Leedale (Inspector of Taxes) v Lewis [1982] 1 WLR 1319; [1982] 3 All ER 808; [1982] UKHL TC_56_501
14 Oct 1982
HL
Lord Wilberforce, Lord Scarman, Lord Roskill and Lord Brandon
Capital Gains Tax, Trusts
The statute called for the apportionment of capital gains made by non-resident trustees where resident beneficiaries had 'interests' in the settled property, with the apportionment to be made 'in such manner as is just and reasonable between' them. The persons in question only had discretionary interests in the settled property. Held: Such discretionary beneficiaries did have 'interests in settled property' for the purposes of s 42(2) of the 1965 Act.
The House considered the argument that interpretation of a taxing statute might cause hardship.
Lord Scarman characterised the term "beneficiary" as: 'a term which everyone is agreed includes persons who are the objects of the discretionary trusts'.

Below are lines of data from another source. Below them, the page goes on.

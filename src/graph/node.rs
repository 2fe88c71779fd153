//! Node identity and attribute data.
//!
//! Nodes are the vertices in the graph. Each node has:
//! - A stable string identifier, caller-supplied or engine-assigned
//! - An attribute map with the optional fields the layout reads
//!   (`mass`, `insulator`, `x`, `y`) plus arbitrary extra attributes

use std::collections::BTreeMap;
use std::fmt;

use serde::{Deserialize, Serialize};

/// Stable node identifier, unique within one [`Graph`](crate::graph::Graph).
///
/// Ids are strings so that callers can supply their own names and so that
/// undirected edge ids can be normalized by lexicographic endpoint order.
/// Engine-assigned ids are stringified monotonic counters.
#[derive(Debug, Clone, PartialEq, Eq, Hash, PartialOrd, Ord, Serialize, Deserialize)]
#[serde(transparent)]
pub struct NodeId(pub String);

impl NodeId {
    /// Create a new NodeId from any string-like value.
    #[inline]
    pub fn new(id: impl Into<String>) -> Self {
        Self(id.into())
    }

    /// The id as a string slice.
    #[inline]
    pub fn as_str(&self) -> &str {
        &self.0
    }
}

impl fmt::Display for NodeId {
    fn fmt(&self, f: &mut fmt::Formatter<'_>) -> fmt::Result {
        write!(f, "{}", self.0)
    }
}

impl From<&str> for NodeId {
    #[inline]
    fn from(id: &str) -> Self {
        Self(id.to_owned())
    }
}

impl From<String> for NodeId {
    #[inline]
    fn from(id: String) -> Self {
        Self(id)
    }
}

/// Node attributes.
///
/// The layout reads the optional fields; everything else a caller attaches
/// rides along in `extra` untouched.
#[derive(Debug, Clone, Default, PartialEq, Serialize, Deserialize)]
#[serde(default)]
pub struct NodeData {
    /// Display label.
    #[serde(skip_serializing_if = "Option::is_none")]
    pub label: Option<String>,
    /// Point mass. Defaults to 1.0 when absent.
    #[serde(skip_serializing_if = "Option::is_none")]
    pub mass: Option<f32>,
    /// Blocks excitement propagation through this node (but not from it
    /// when it is the selected origin).
    pub insulator: bool,
    /// Initial X position. Random placement when absent.
    #[serde(skip_serializing_if = "Option::is_none")]
    pub x: Option<f32>,
    /// Initial Y position. Random placement when absent.
    #[serde(skip_serializing_if = "Option::is_none")]
    pub y: Option<f32>,
    /// Arbitrary caller attributes, carried opaquely.
    #[serde(flatten)]
    pub extra: BTreeMap<String, serde_json::Value>,
}

impl NodeData {
    /// Data with only a label set.
    pub fn labeled(label: impl Into<String>) -> Self {
        Self {
            label: Some(label.into()),
            ..Self::default()
        }
    }
}

/// A graph node: identity plus attributes.
#[derive(Debug, Clone, PartialEq, Serialize, Deserialize)]
pub struct Node {
    /// Unique identifier within the owning graph.
    pub id: NodeId,
    /// Attribute map.
    #[serde(default)]
    pub data: NodeData,
}

impl Node {
    /// Create a node from an id and attributes.
    pub fn new(id: impl Into<NodeId>, data: NodeData) -> Self {
        Self {
            id: id.into(),
            data,
        }
    }
}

Lord Wilberforce said: "I would only refer to one other argument, that based on the alleged 'hardship' of accepting the Revenue's contention. I do not think that this is a relevant consideration at all. If there were two equally possible constructions of this subsection, it might be correct to choose that which is the more favourable to the taxpayer, on the basis that subjects can only be taxed by clear words. This principle cannot apply where there are decisive legal reasons for preferring one construction rather than another. Once this step has been taken considerations of 'hardship' do not enter into the discussion." and "Settlors, after 1965, make their settlements with knowledge of the legislation and of its consequences."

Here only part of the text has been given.